Segment Open

//! Reader configuration.

use serde::{Deserialize, Serialize};

use crate::models::Field;

/// Which fields a log line must carry and which are recognized.
///
/// # Examples
///
/// ```
/// use shared::config::Schema;
/// use shared::models::Field;
///
/// assert!(!Schema::Default.recognizes(Field::NodeName));
/// assert!(Schema::Node.requires(Field::NodeName));
/// assert!(!Schema::Node.requires(Field::Stacktrace));
/// ```
#[derive(Debug, Clone, Copy, PartialEq, Eq, Hash, Default, Serialize, Deserialize)]
#[serde(rename_all = "lowercase")]
pub enum Schema {
    /// Basic log line: `type`, `timestamp`, `level`, `component`, `message`.
    #[default]
    Default,
    /// Log line written by a cluster node, additionally carrying
    /// `cluster.name` and `node.name`, plus `cluster.uuid` and `node.id`
    /// once the node has joined.
    Node,
}

const DEFAULT_REQUIRED: &[Field] = &[
    Field::Type,
    Field::Timestamp,
    Field::Level,
    Field::Component,
    Field::Message,
];

const DEFAULT_OPTIONAL: &[Field] = &[Field::Stacktrace];

const NODE_REQUIRED: &[Field] = &[
    Field::Type,
    Field::Timestamp,
    Field::Level,
    Field::Component,
    Field::ClusterName,
    Field::NodeName,
    Field::Message,
];

const NODE_OPTIONAL: &[Field] = &[Field::ClusterUuid, Field::NodeId, Field::Stacktrace];

impl Schema {
    /// Fields that must be present on every line.
    #[must_use]
    pub fn required(self) -> &'static [Field] {
        match self {
            Self::Default => DEFAULT_REQUIRED,
            Self::Node => NODE_REQUIRED,
        }
    }

    /// Fields that are extracted when present.
    #[must_use]
    pub fn optional(self) -> &'static [Field] {
        match self {
            Self::Default => DEFAULT_OPTIONAL,
            Self::Node => NODE_OPTIONAL,
        }
    }

    /// Returns whether the field must be present.
    #[must_use]
    pub fn requires(self, field: Field) -> bool {
        self.required().contains(&field)
    }

    /// Returns whether the field is extracted by this schema.
    #[must_use]
    pub fn recognizes(self, field: Field) -> bool {
        self.requires(field) || self.optional().contains(&field)
    }
}

impl std::fmt::Display for Schema {
    fn fmt(&self, f: &mut std::fmt::Formatter<'_>) -> std::fmt::Result {
        match self {
            Self::Default => write!(f, "default"),
            Self::Node => write!(f, "node"),
        }
    }
}

/// What the reader does after a malformed line.
#[derive(Debug, Clone, Copy, PartialEq, Eq, Hash, Default, Serialize, Deserialize)]
#[serde(rename_all = "snake_case")]
pub enum ErrorPolicy {
    /// Yield the error for that line and continue with the next one.
    #[default]
    Report,
    /// Yield the first error, then end the sequence.
    FailFast,
}

/// Configuration for the log line reader.
///
/// # Examples
///
/// ```
/// use shared::config::{ErrorPolicy, ReaderConfig, Schema};
///
/// let config: ReaderConfig = serde_json::from_str(r#"{"schema": "node"}"#).unwrap();
/// assert_eq!(config.schema, Schema::Node);
/// assert_eq!(config.policy, ErrorPolicy::Report);
/// ```
#[derive(Debug, Clone, Copy, PartialEq, Eq, Default, Serialize, Deserialize)]
pub struct ReaderConfig {
    /// Field set expected on each line.
    #[serde(default)]
    pub schema: Schema,

    /// Handling of malformed lines.
    #[serde(default)]
    pub policy: ErrorPolicy,
}

impl ReaderConfig {
    /// Creates a configuration for the given schema with the default policy.
    #[must_use]
    pub fn new(schema: Schema) -> Self {
        Self {
            schema,
            policy: ErrorPolicy::default(),
        }
    }

    /// Sets the error policy.
    #[must_use]
    pub fn with_policy(mut self, policy: ErrorPolicy) -> Self {
        self.policy = policy;
        self
    }
}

Segment Closed

What you are asked to do: Could you write out, exactly as they stand, only the lines above that begin at the line with "const NODE_REQUIRED: &[Field]" and stop after the line with "extracted when present."?

Written response:
const NODE_REQUIRED: &[Field] = &[
    Field::Type,
    Field::Timestamp,
    Field::Level,
    Field::Component,
    Field::ClusterName,
    Field::NodeName,
    Field::Message,
];

const NODE_OPTIONAL: &[Field] = &[Field::ClusterUuid, Field::NodeId, Field::Stacktrace];

impl Schema {
    /// Fields that must be present on every line.
    #[must_use]
    pub fn required(self) -> &'static [Field] {
        match self {
            Self::Default => DEFAULT_REQUIRED,
            Self::Node => NODE_REQUIRED,
        }
    }

    /// Fields that are extracted when present.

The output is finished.